If you are moving to middle Tennessee, particularly to Nashville, you are likely to meet Sneezy. According to WebMD, “Tennessee is where everything [speaking of allergens] comes together.” Nashville ranks #47 in the nation on the list of allergy-affected cities, and shockingly, Chattanooga ranks #3! We have a long growing season, a temperate climate, and lots of rain — which means one can “expect to sneeze a lot!” Southern trees — oak, cedar, birch, hickory, and pecan — begin dispersing their pollen as early as February. I’ll bet more than one of our readers has had the experience of having to turn on the windshield wipers to remove the dusty yellow pollen on a sunny April day.

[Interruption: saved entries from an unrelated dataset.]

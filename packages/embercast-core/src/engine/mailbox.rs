//! Engine command mailbox.
//!
//! All session mutation paths - upstream commands, renderer notifications,
//! timer fires - are funneled through one mpsc channel consumed by a single
//! worker task. Handlers run to completion before the next command is
//! dequeued, so at most one transition is ever in flight and no locking
//! subtleties leak into the reconciliation logic.

use std::sync::Arc;

use tokio::sync::{mpsc, oneshot};
use tokio_util::sync::CancellationToken;

use super::session::{PlaybackSnapshot, Session, Volume};
use crate::queue::TrackRef;
use crate::renderer::TransportNotification;

/// Result of a play command, as seen by the worker.
pub(crate) struct PlayReply {
    /// Whether the transition was issued successfully.
    pub ok: bool,
    /// In forced mode, a receiver that resolves on the next `Playing` event;
    /// the facade reports success only after it fires. Dropped (closing the
    /// channel) when the deadline watchdog gives up on the track.
    pub confirm: Option<oneshot::Receiver<()>>,
}

impl PlayReply {
    pub fn failed() -> Self {
        Self {
            ok: false,
            confirm: None,
        }
    }

    pub fn started() -> Self {
        Self {
            ok: true,
            confirm: None,
        }
    }
}

/// Commands processed by the engine worker, strictly in arrival order.
pub(crate) enum EngineCommand {
    Play {
        track: TrackRef,
        position_secs: u64,
        reply: oneshot::Sender<PlayReply>,
    },
    Pause {
        reply: oneshot::Sender<bool>,
    },
    Resume {
        reply: oneshot::Sender<bool>,
    },
    Stop {
        reply: oneshot::Sender<bool>,
    },
    Seek {
        position_secs: u64,
        reply: oneshot::Sender<bool>,
    },
    SetVolume {
        volume: Volume,
        reply: oneshot::Sender<bool>,
    },
    QueryVolume {
        reply: oneshot::Sender<Volume>,
    },
    /// A transport notification from the renderer.
    Notification(TransportNotification),
    /// Drift corrector tick.
    DriftTick,
    /// Consistency sweep tick.
    SweepTick,
    /// End-of-track deadline fired. The generation guards against fires that
    /// were already queued when the deadline was re-armed.
    DeadlineElapsed(u64),
    /// Barrier: resolves once every previously queued command has run.
    Flush(oneshot::Sender<()>),
}

/// Handle to a running engine.
///
/// Cloneable; commands are serialized through the mailbox. Position,
/// duration, and volume reads go straight to the shared session state - they
/// are cheap and safe to poll at high frequency.
#[derive(Clone)]
pub struct EngineHandle {
    pub(crate) tx: mpsc::Sender<EngineCommand>,
    pub(crate) session: Arc<Session>,
    pub(crate) cancel: CancellationToken,
}

impl EngineHandle {
    /// Sends a command, logging if the worker is gone.
    pub(crate) async fn send(&self, command: EngineCommand) {
        if self.tx.send(command).await.is_err() {
            log::warn!("[Engine] Command dropped: engine worker has shut down");
        }
    }

    /// Sends a command and awaits its reply, with `fallback` when the worker
    /// is gone.
    pub(crate) async fn request<R>(
        &self,
        command: EngineCommand,
        reply: oneshot::Receiver<R>,
        fallback: R,
    ) -> R {
        self.send(command).await;
        reply.await.unwrap_or(fallback)
    }

    /// Delivers a renderer transport notification to the engine.
    pub async fn notify_device(&self, notification: TransportNotification) {
        self.send(EngineCommand::Notification(notification)).await;
    }

    /// Reported playback position in seconds (pure local read).
    #[must_use]
    pub fn position_secs(&self) -> u64 {
        self.session.position_secs()
    }

    /// Current track duration in seconds (pure local read).
    #[must_use]
    pub fn duration_secs(&self) -> u64 {
        self.session.duration_secs()
    }

    /// Session snapshot for upstream propagation.
    #[must_use]
    pub fn snapshot(&self) -> PlaybackSnapshot {
        self.session.snapshot()
    }

    /// Waits until every previously queued command has been processed.
    pub async fn flush(&self) {
        let (tx, rx) = oneshot::channel();
        self.send(EngineCommand::Flush(tx)).await;
        let _ = rx.await;
    }

    /// Drains the mailbox and stops the worker and its timer tasks.
    pub async fn shutdown(&self) {
        self.flush().await;
        self.cancel.cancel();
    }

    #[cfg(test)]
    pub(crate) async fn drift_tick_now(&self) {
        self.send(EngineCommand::DriftTick).await;
    }

    #[cfg(test)]
    pub(crate) async fn sweep_tick_now(&self) {
        self.send(EngineCommand::SweepTick).await;
    }
}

But you’ve decided on Tennessee, and you want a great home. Sometimes clients are Bashful about admitting to your realtor exactly how much money you have to devote to the down payment or to the price of the house. Please don’t be troubled about your level of finances: it does no one any good if we offer half-a-million-dollar houses when you can only afford a $150K house. We respect your financial picture. That’s why one of the first pieces of advice we offer to our clients is to go get yourself pre-approved. Touch base with a mortgage lender (and yes, we can recommend some great ones), and simply find out what’s going to be comfortable. That’s all it takes.
So we begin looking for houses in your price range. We find one that is a great fit; it meets all your criteria and you can already imagine how super your sideboard will look placed against that wall, and how you want to plant petunias right there. If the house is a hit, then don’t get too Sleepy or reticent about it. The real estate market in Nashville has turned HOT; both of us have seen listings posted one day that sold within 24-36 hours, fast, fast, fast. You may not have the luxury to “sleep on it.” Once your heart tells you “this is it,” you need to be ready to pull the trigger.

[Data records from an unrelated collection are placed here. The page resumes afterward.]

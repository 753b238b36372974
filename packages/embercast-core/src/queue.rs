//! Track queue abstraction.
//!
//! The upstream cast controller owns playlist content; the engine only needs
//! an ordered view around the active track and a way to move the cursor
//! forward when a transition fires.

use parking_lot::Mutex;
use serde::Serialize;

/// Reference to a playable track.
#[derive(Debug, Clone, PartialEq, Eq, Serialize)]
pub struct TrackRef {
    /// Opaque track identifier understood by the media resolver.
    pub id: String,
}

impl TrackRef {
    /// Creates a track reference from any id-like value.
    pub fn new(id: impl Into<String>) -> Self {
        Self { id: id.into() }
    }
}

/// Ordered view around the queue cursor.
#[derive(Debug, Clone, Default, PartialEq, Eq)]
pub struct QueueSnapshot {
    /// Track before the cursor, if any.
    pub previous: Option<String>,
    /// Track at the cursor, if any.
    pub current: Option<String>,
    /// Track after the cursor, if any.
    pub next: Option<String>,
}

/// Upstream ordered-queue collaborator.
pub trait TrackQueue: Send + Sync {
    /// Returns the previous/current/next view around the cursor.
    fn snapshot(&self) -> QueueSnapshot;

    /// Moves the cursor to the next track and returns it, or `None` when the
    /// queue is exhausted.
    fn advance(&self) -> Option<TrackRef>;
}

// ─────────────────────────────────────────────────────────────────────────────
// In-Memory Implementation
// ─────────────────────────────────────────────────────────────────────────────

struct QueueInner {
    tracks: Vec<TrackRef>,
    cursor: Option<usize>,
}

/// Simple in-memory [`TrackQueue`] used by the server binary and tests.
pub struct InMemoryQueue {
    inner: Mutex<QueueInner>,
}

impl InMemoryQueue {
    /// Creates an empty queue.
    pub fn new() -> Self {
        Self {
            inner: Mutex::new(QueueInner {
                tracks: Vec::new(),
                cursor: None,
            }),
        }
    }

    /// Replaces the queue contents and clears the cursor.
    pub fn set_tracks(&self, tracks: Vec<TrackRef>) {
        let mut inner = self.inner.lock();
        inner.tracks = tracks;
        inner.cursor = None;
    }

    /// Appends a track to the end of the queue.
    pub fn push(&self, track: TrackRef) {
        self.inner.lock().tracks.push(track);
    }

    /// Moves the cursor onto `index`, returning the track there.
    pub fn jump_to(&self, index: usize) -> Option<TrackRef> {
        let mut inner = self.inner.lock();
        let track = inner.tracks.get(index)?.clone();
        inner.cursor = Some(index);
        Some(track)
    }

    /// Number of queued tracks.
    pub fn len(&self) -> usize {
        self.inner.lock().tracks.len()
    }

    /// Whether the queue holds no tracks.
    pub fn is_empty(&self) -> bool {
        self.inner.lock().tracks.is_empty()
    }
}

impl Default for InMemoryQueue {
    fn default() -> Self {
        Self::new()
    }
}

impl TrackQueue for InMemoryQueue {
    fn snapshot(&self) -> QueueSnapshot {
        let inner = self.inner.lock();
        let Some(cursor) = inner.cursor else {
            return QueueSnapshot::default();
        };

        QueueSnapshot {
            previous: cursor
                .checked_sub(1)
                .and_then(|i| inner.tracks.get(i))
                .map(|t| t.id.clone()),
            current: inner.tracks.get(cursor).map(|t| t.id.clone()),
            next: inner.tracks.get(cursor + 1).map(|t| t.id.clone()),
        }
    }

    fn advance(&self) -> Option<TrackRef> {
        let mut inner = self.inner.lock();
        let next_index = match inner.cursor {
            None if !inner.tracks.is_empty() => 0,
            Some(i) if i + 1 < inner.tracks.len() => i + 1,
            _ => return None,
        };
        inner.cursor = Some(next_index);
        Some(inner.tracks[next_index].clone())
    }
}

And along those same lines, you also don’t want to submit a Dopey offer. I had found a great place for my client that was listed just short of $180K. She offered $156K. In truth, I was almost embarrassed to submit that offer; I was pretty sure that the sellers would easily check the “REJECT” box, but they counteroffered, knocking $1,000 off the original price. Now we learn something about negotiations. Had my client’s original offer not been quite so dopey, we could have arrived much more quickly at something agreeable to all.

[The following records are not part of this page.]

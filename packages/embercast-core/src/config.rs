//! Engine configuration.
//!
//! The reconciliation thresholds started life as empirical values tuned
//! against real renderers; they are kept configurable rather than re-derived.

use serde::{Deserialize, Serialize};

/// Tunables for the playback reconciliation engine.
///
/// All fields have sensible defaults.
#[derive(Debug, Clone, Serialize, Deserialize)]
#[serde(default)]
pub struct EngineConfig {
    /// A track is considered "near its end" when the reported position is
    /// within this many seconds of the duration. Gates the advance-on-event
    /// checks in the device event bridge.
    pub near_end_threshold_secs: u64,

    /// The consistency sweep forces an advance when the reported position
    /// exceeds the duration by more than this many seconds.
    pub overrun_slack_secs: u64,

    /// Interval between drift-corrector position syncs (seconds).
    pub drift_poll_interval_secs: u64,

    /// Interval between consistency sweeps (seconds).
    pub sweep_interval_secs: u64,

    /// Extra slack added to the end-of-track deadline timer (seconds).
    pub deadline_grace_secs: u64,

    /// Interval between GENA subscription refreshes (seconds).
    pub subscription_refresh_secs: u64,

    /// Capacity of the engine command mailbox.
    pub mailbox_capacity: usize,

    /// Volume level reported before the renderer has been queried (0-100).
    pub default_volume: u8,
}

impl Default for EngineConfig {
    fn default() -> Self {
        Self {
            near_end_threshold_secs: 2,
            overrun_slack_secs: 5,
            drift_poll_interval_secs: 3,
            sweep_interval_secs: 5,
            deadline_grace_secs: 1,
            subscription_refresh_secs: 15,
            mailbox_capacity: 64,
            default_volume: 50,
        }
    }
}

impl EngineConfig {
    /// Validates the configuration values.
    pub fn validate(&self) -> Result<(), String> {
        if self.drift_poll_interval_secs == 0 {
            return Err("drift_poll_interval_secs must be >= 1".to_string());
        }
        if self.sweep_interval_secs == 0 {
            return Err("sweep_interval_secs must be >= 1".to_string());
        }
        if self.subscription_refresh_secs == 0 {
            return Err("subscription_refresh_secs must be >= 1".to_string());
        }
        if self.mailbox_capacity == 0 {
            return Err("mailbox_capacity must be >= 1 (mpsc::channel panics on 0)".to_string());
        }
        if self.default_volume > 100 {
            return Err("default_volume must be <= 100".to_string());
        }
        Ok(())
    }
}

As it was, however, the deal fell through, leaving me, the client, and the sellers Grumpy. In my armchair analysis, I ended up feeling a little like a Doc, because I genuinely knew what medicine would have saved this “patient.” No one approaches real estate as a big game or as a chance to practice one’s debating skills. Our lives, our hopes, our hearts are all involved; we don’t want conflict, we want smooth sailing. We want a nice home where we can feel safe and proud of where we are, for ourselves and for our children. That’s the idea behind why the real estate agent is involved in the first place: to help things move along smoothly, efficiently, hassle-free. Yep, in the final analysis, we all just want to be Happy.
Oh, did anyone besides me think about the Lumineers’ Ho, Hey song?
You have to experience Lennon and Maisy Stella singing it: Fabulous!